Sama halnya dengan kontroversi tentang mamogram yang digunakan untuk mendeteksi kanker payudara, banyak juga perdebatan seputar metode yang digunakan untuk mendeteksi kanker prostat.
Pengkritik mengatakan kedua prosedur ini akan menemukan tumor kecil yang seharusnya diabaikan, namun seringkali gagal menemukan tumor yang ganas. Sebuah studi baru menunjukkan, dalam waktu dekat para dokter akan bisa mendeteksi kanker prostat.
Adanya penyakit turunan dalam keluarga akan menentukan apakah seorang laki-laki berpotensi terkena kanker prostat ganas. Studi menunjukkan, jika saudara laki-laki seorang pria mengidap kanker prostat, risiko yang dihadapinya terkena penyakit sama bisa tiga kali lebih besar dari biasanya.
Tidak seperti kanker payudara, yang bisa dideteksi dengan mamogram ringan, teknologi canggih ini tidak lazim digunakan untuk mendeteksi kanker prostat.
Para dokter menggunakan gelombang suara berfrekuensi tinggi atau ultrasonik untuk mengarahkan jarum dalam proses pengambilan lapisan sel prostat. Ultrasonik menggunakan gelombang suara – yang lebih aman dibandingkan radiasi, namun Dr. Peter Pinto dari Lembaga Kanker Nasional mengatakan cara ini masih belum memenuhi kebutuhan para dokter.

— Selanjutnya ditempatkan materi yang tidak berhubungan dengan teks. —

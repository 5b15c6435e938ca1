//! The persistence capability the sequencer drives.
//!
//! The trait covers the handful of operations the engine needs — filtered
//! reads, idempotent bulk inserts, session bookkeeping and usage flags.
//! Every failure is surfaced; a swallowed store error would leave the
//! resumable cursor silently out of sync.

use std::error::Error as StdError;

use thiserror::Error;

use crate::entity::{City, Country, SearchQuery, State, TargetCountry, Zip};
use crate::page::PageState;
use crate::seed::SeedBatches;
use crate::session::{NewSession, Session, StepRefs};

#[cfg(feature = "store-sqlite")]
mod sqlite;

#[cfg(feature = "store-sqlite")]
pub use sqlite::SqliteEntityStore;

/// Errors raised by an entity store implementation.
#[derive(Debug, Error)]
pub enum StoreError {
    /// The backing store failed to perform an operation.
    #[error("failed to {operation}")]
    Backend {
        /// Description of the failed operation.
        operation: &'static str,
        /// Underlying error reported by the backend.
        #[source]
        source: Box<dyn StdError + Send + Sync>,
    },
    /// Encoding the pagination blob for persistence failed.
    #[error("failed to encode pagination state")]
    EncodePage {
        /// JSON encoding failure.
        #[source]
        source: serde_json::Error,
    },
    /// A persisted session row references an unknown navigation format.
    #[error("session {id} references unknown navigation format {value:?}")]
    CorruptSession {
        /// Identifier of the offending row.
        id: i64,
        /// The unparseable format string.
        value: String,
    },
}

impl StoreError {
    /// Wrap a backend failure with the operation it interrupted.
    pub fn backend(
        operation: &'static str,
        source: impl StdError + Send + Sync + 'static,
    ) -> Self {
        Self::Backend {
            operation,
            source: Box::new(source),
        }
    }
}

/// Read and write access to the persisted entities and sessions.
///
/// Bulk inserts are idempotent per unique key; multi-row writes happen in an
/// atomic unit so a crash mid-write cannot leave usage flags and session
/// state inconsistent.
pub trait EntityStore {
    /// Countries matching the target filter.
    fn countries(&self, target: &TargetCountry) -> Result<Vec<Country>, StoreError>;

    /// States belonging to the given countries.
    fn states_in(&self, country_codes: &[String]) -> Result<Vec<State>, StoreError>;

    /// Cities belonging to the given countries.
    fn cities_in(&self, country_codes: &[String]) -> Result<Vec<City>, StoreError>;

    /// Postal codes belonging to the given countries.
    fn zips_in(&self, country_codes: &[String]) -> Result<Vec<Zip>, StoreError>;

    /// Every stored search query.
    fn queries(&self) -> Result<Vec<SearchQuery>, StoreError>;

    /// Insert countries, skipping codes that already exist.
    fn add_countries(&mut self, countries: &[Country], external: bool) -> Result<(), StoreError>;

    /// Insert states, skipping `(code, country)` pairs that already exist.
    fn add_states(&mut self, states: &[State], external: bool) -> Result<(), StoreError>;

    /// Insert cities, skipping names that already exist in their state.
    fn add_cities(&mut self, cities: &[City], external: bool) -> Result<(), StoreError>;

    /// Insert postal codes, skipping codes that already exist in their country.
    fn add_zips(&mut self, zips: &[Zip], external: bool) -> Result<(), StoreError>;

    /// Insert search queries, skipping duplicates.
    fn add_queries(&mut self, queries: &[SearchQuery], external: bool) -> Result<(), StoreError>;

    /// Remove the user-added search queries.
    fn clear_queries(&mut self) -> Result<(), StoreError>;

    /// Number of stored countries; zero means the store has never been seeded.
    fn country_count(&self) -> Result<u64, StoreError>;

    /// Insert a full bootstrap dataset in one atomic unit.
    fn seed_entities(&mut self, batches: &SeedBatches) -> Result<(), StoreError>;

    /// The single session with `completed == false`, if any.
    fn active_session(&self) -> Result<Option<Session>, StoreError>;

    /// Every persisted session, oldest first.
    fn all_sessions(&self) -> Result<Vec<Session>, StoreError>;

    /// Persist a new session row and return its identifier.
    fn save_session(&mut self, session: &NewSession) -> Result<i64, StoreError>;

    /// Replace the pagination blob of an existing session.
    fn update_session_page(&mut self, id: i64, page: &PageState) -> Result<(), StoreError>;

    /// Mark a session as completed.
    fn complete_session(&mut self, id: i64) -> Result<(), StoreError>;

    /// Flip the `used` flag on the entities a consumed step resolved to.
    ///
    /// Setting an already-set flag has no effect.
    fn mark_used(&mut self, refs: &StepRefs) -> Result<(), StoreError>;

    /// Record a consumed step and open its successor session.
    ///
    /// Implementations should make this atomic; the default falls back to
    /// two separate writes.
    fn advance_session(
        &mut self,
        used: &StepRefs,
        next: Option<&NewSession>,
    ) -> Result<Option<i64>, StoreError> {
        self.mark_used(used)?;
        match next {
            Some(session) => self.save_session(session).map(Some),
            None => Ok(None),
        }
    }

    /// Delete every session row.
    fn reset_sessions(&mut self) -> Result<(), StoreError>;

    /// Delete every session row and clear every `used` flag.
    fn reset_all(&mut self) -> Result<(), StoreError>;
}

Sebaliknya, mesin pemindaian MRI menggunakan gelombang magnetik dan gelombang radio untuk mendapatkan gambaran rinci bagian dalam tubuh.
“MRI dapat menunjukkan di mana tumor tersembunyi dalam bagian prostat, yang biasanya tidak diambil sebagai sampel," ujarnya.
Dengan cara inilah, kanker yang diidap seorang pasien bernama Ronald Briscoe ditemukan. Ia ikut dalam studi luas yang dilakukan Lembaga Kanker Nasional, bagian dari Lembaga Kesehatan Nasional. Dr. Siddiqui yang memimpin studi, menyertakan 1.000 laki-laki yang berisiko tinggi terkena kanker prostat.
Satu kelompok, menjalani biopsi menggunakan ultrasonik dan teknologi MRI. Kelompok yang lain diperiksa dengan biopsi yang menggunakan arahan gelombang ultrasonik. Dr. Pinto adalah salah satu penulis laporan studi ini.
“Biopsi yang menggunakan MRI bisa mendeteksi kanker prostat berisiko tinggi 30 persen lebih banyak dibanding biopsi yang dilakukan secara biasa," ujarnya.
Dr. Siddiqui berencana melakukan lebih banyak percobaan klinis, namun mengatakan hasil studi awal ini cukup menggembirakan.